El viaje comienza en la frontera con España, junto al Duoro, o Duero, con un fascinante sermón dirigido a los peces de ambas riberas, que es, en realidad, un alegato contra lo absurdo de las fronteras.
La primera parada es en Miranda do Douro, distrito de Braganza. La primera noche, desde la ventana de la habitación ve la margen española del río. Allí, le cubre un gran silencio medieval. Cerca está Rio de Onor, un pueblo singular que es portugués y español a la vez.
Portugal por carreteras secundarias
Hay que viajar prestando atención a los detalles. Al viajero le gusta usar carreteras poco transitadas. Y es que, aclara, “cuando el viajero sale de las carreteras principales, logra siempre grandes compensaciones”.
Siendo así, es normal que no falten anécdotas. Como cuando, tras dejar la célebre Barcelos para encaminarse a Abade de Neiva, pincha la rueda del coche y se revela mejor viajero que mecánico.
O como cuando, de tan improvisada que es la ruta, llega a Guarda sin alojamiento y tiene que quedarse a dormir dentro del automóvil, “envuelto en todo cuanto podía hacer las veces de ropa de abrigo, mordisqueando galletas para entretener el hambre nocturna y al menos calentar los dientes, se sintió la más mísera criatura del Universo…”.
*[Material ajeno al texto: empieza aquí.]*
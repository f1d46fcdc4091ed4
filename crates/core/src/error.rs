//! Domain error taxonomy shared by the server and the editor.

use crate::types::DbId;

#[derive(Debug, thiserror::Error)]
pub enum CoreError {
    /// The record is absent or not owned by the caller. The two cases are
    /// never distinguished.
    #[error("Entity not found: {entity} with id {id}")]
    NotFound { entity: &'static str, id: DbId },

    #[error("Validation failed: {0}")]
    Validation(String),

    /// Slide cap reached, stale revision, duplicate username.
    #[error("Conflict: {0}")]
    Conflict(String),

    #[error("Unauthorized: {0}")]
    Unauthorized(String),

    #[error("Forbidden: {0}")]
    Forbidden(String),

    #[error("Internal error: {0}")]
    Internal(String),
}

impl CoreError {
    /// Shorthand for an ownership-scoped lookup miss.
    pub fn not_found(entity: &'static str, id: DbId) -> Self {
        CoreError::NotFound { entity, id }
    }
}
//! Repository for the `slides` table.
//!
//! Slides are owned through their project: every scoped query joins
//! `projects` and filters on `projects.user_id`.

use carousel_core::slide::{stored_char_count, MAX_SLIDES};
use carousel_core::types::DbId;
use sqlx::PgPool;

use crate::models::slide::{CreateSlide, Slide, SlideUpdate, UpdateSlide};

const COLUMNS: &str = "id, project_id, slide_number, title, content, char_count, tone, \
                       revision, created_at, updated_at";

/// [`COLUMNS`] qualified with the `s` alias for joined statements.
const S_COLUMNS: &str = "s.id, s.project_id, s.slide_number, s.title, s.content, s.char_count, \
                         s.tone, s.revision, s.created_at, s.updated_at";

pub struct SlideRepo;

impl SlideRepo {
    /// Insert a slide under a project owned by `user_id`.
    ///
    /// Returns `None` when the project is not owned by the caller or already
    /// holds [`MAX_SLIDES`] slides. The project row is locked for the count
    /// and insert, so concurrent creates on one project are serialized.
    pub async fn create(
        pool: &PgPool,
        user_id: DbId,
        project_id: DbId,
        input: &CreateSlide,
    ) -> Result<Option<Slide>, sqlx::Error> {
        let mut tx = pool.begin().await?;

        let owned: Option<DbId> =
            sqlx::query_scalar("SELECT id FROM projects WHERE id = $1 AND user_id = $2 FOR UPDATE")
                .bind(project_id)
                .bind(user_id)
                .fetch_optional(&mut *tx)
                .await?;
        if owned.is_none() {
            return Ok(None);
        }

        let count: i64 = sqlx::query_scalar("SELECT COUNT(*) FROM slides WHERE project_id = $1")
            .bind(project_id)
            .fetch_one(&mut *tx)
            .await?;
        if count >= MAX_SLIDES as i64 {
            tracing::debug!(project_id, count, "Slide cap reached");
            return Ok(None);
        }

        let query = format!(
            "INSERT INTO slides (project_id, slide_number, title, content, char_count, tone)
             VALUES ($1, $2, $3, $4, $5, $6)
             RETURNING {COLUMNS}"
        );
        let slide = sqlx::query_as::<_, Slide>(&query)
            .bind(project_id)
            .bind(input.slide_number)
            .bind(&input.title)
            .bind(&input.content)
            .bind(stored_char_count(&input.content))
            .bind(input.tone.as_deref().filter(|t| !t.is_empty()))
            .fetch_one(&mut *tx)
            .await?;

        tx.commit().await?;
        Ok(Some(slide))
    }

    /// List a project's slides in display order.
    ///
    /// Not owner-scoped: callers must have verified project ownership.
    pub async fn list_by_project(pool: &PgPool, project_id: DbId) -> Result<Vec<Slide>, sqlx::Error> {
        let query = format!(
            "SELECT {COLUMNS} FROM slides WHERE project_id = $1 ORDER BY slide_number, id"
        );
        sqlx::query_as::<_, Slide>(&query)
            .bind(project_id)
            .fetch_all(pool)
            .await
    }

    pub async fn count_by_project(pool: &PgPool, project_id: DbId) -> Result<i64, sqlx::Error> {
        sqlx::query_scalar("SELECT COUNT(*) FROM slides WHERE project_id = $1")
            .bind(project_id)
            .fetch_one(pool)
            .await
    }

    pub async fn find_owned(
        pool: &PgPool,
        id: DbId,
        user_id: DbId,
    ) -> Result<Option<Slide>, sqlx::Error> {
        let query = format!(
            "SELECT {S_COLUMNS} FROM slides s
             JOIN projects p ON p.id = s.project_id
             WHERE s.id = $1 AND p.user_id = $2"
        );
        sqlx::query_as::<_, Slide>(&query)
            .bind(id)
            .bind(user_id)
            .fetch_optional(pool)
            .await
    }

    /// Apply an auto-save. Only non-`None` fields are written and
    /// `char_count` is recomputed from the new content.
    ///
    /// With a revision, the row is only touched when the stored revision is
    /// older; otherwise the result is [`SlideUpdate::Stale`].
    pub async fn update(
        pool: &PgPool,
        id: DbId,
        user_id: DbId,
        input: &UpdateSlide,
    ) -> Result<SlideUpdate, sqlx::Error> {
        let query = format!(
            "UPDATE slides s SET
                content = COALESCE($3, s.content),
                char_count = COALESCE($4, s.char_count),
                title = COALESCE($5, s.title),
                tone = CASE WHEN $6::text IS NULL THEN s.tone ELSE NULLIF($6::text, '') END,
                revision = COALESCE($7, s.revision)
             FROM projects p
             WHERE s.id = $1 AND s.project_id = p.id AND p.user_id = $2
               AND ($7::bigint IS NULL OR s.revision < $7::bigint)
             RETURNING {S_COLUMNS}"
        );
        let updated = sqlx::query_as::<_, Slide>(&query)
            .bind(id)
            .bind(user_id)
            .bind(&input.content)
            .bind(input.content.as_deref().map(stored_char_count))
            .bind(&input.title)
            .bind(&input.tone)
            .bind(input.revision)
            .fetch_optional(pool)
            .await?;

        if let Some(slide) = updated {
            return Ok(SlideUpdate::Updated(slide));
        }

        // No row matched: either the slide is gone/foreign or the revision lost.
        if input.revision.is_some() && Self::find_owned(pool, id, user_id).await?.is_some() {
            tracing::debug!(slide_id = id, revision = ?input.revision, "Ignoring stale slide save");
            return Ok(SlideUpdate::Stale);
        }
        Ok(SlideUpdate::NotFound)
    }

    /// Delete a slide owned (through its project) by `user_id`.
    pub async fn delete(pool: &PgPool, id: DbId, user_id: DbId) -> Result<bool, sqlx::Error> {
        let result = sqlx::query(
            "DELETE FROM slides s USING projects p
             WHERE s.id = $1 AND s.project_id = p.id AND p.user_id = $2",
        )
        .bind(id)
        .bind(user_id)
        .execute(pool)
        .await?;
        Ok(result.rows_affected() > 0)
    }
}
Son pequeños percances que forman parte del viaje. No hay que hacerse mala sangre por ellos. Ni siquiera por una mala comida en Visau, donde el viajero “comió al fin, ya no recuerda qué y prefiere no decir dónde. Son accidentes a los que está sujeto quien viaja y no por eso ha de acabar queriendo mal a las tierras donde acontecen”.
Al contrario, son muchas las alegrías que le depara viajar así: está Braga, donde disfruta del santuario Bom Jesus do Monte, del que llega a decir que en Portugal no hay nada hay que se le pueda comparar; callejea por Porto -«un estilo de color, un acierto, un acuerdo entre el granito y los colores de la tierra»-; llega a la ría de Aveiro, que le resulta sublime. Tanto que como escritor además de viajero experimenta los límites de las palabras:
“El viajero sabe que está intentando expresar lo inefable, que no hay palabras capaces de decir lo que una gota de agua es, cuanto menos este cuerpo vivo que une tierra y mar como un enorme corazón.”
Sigue el viajero por la costa oeste de Portugal hasta Montemor-o-Velho, en Coimbra. Se encuentra con “poblaciones que parecen haber quedado al margen del tiempo” como, por ejemplo, Tentúgal. Anda y desanda -su viaje no sigue nunca una línea recta-, va por donde vino, y llega a Castelo Rodrigo.
Entra en tierras de Alentejo, y en la ciudad de Évora siente “una atmósfera que no se encuentra en ningún otro lugar”, pues pervive allí el pasado en el presente. Lisboa le intimida. Antes, prefiere ir a Carcavelos, y retrasar el encuentro con la capital portuguesa, para “ver lo que sólo muy pocas personas conocen”: la iglesia parroquial, donde hay una de las “más magníficas decoraciones de azulejos”.
No faltarán los goces de la cocina portuguesa. Como en Sesimbra, las caldeiradas que, aunque se comen en toda la costa, “quién sabrá decir por qué, el gusto de ellas es diferente”.
Y Algarve será donde el viajero vaya acabando su recorrido. En Faro encuentra refugio, no tanto en Silves, donde el inglés ha sustituido el idioma portugués de tanto que es el turismo.
Desde allí, remontará toda la costa hacia el norte: “Éste es el país del regreso”, dirá. Pero, afortunadamente, “el viaje no acaba nunca. Sólo los viajeros acaban”. Así pues, el final de este viaje será el inicio del siguiente. Nos queda aún mucho Portugal que conocer.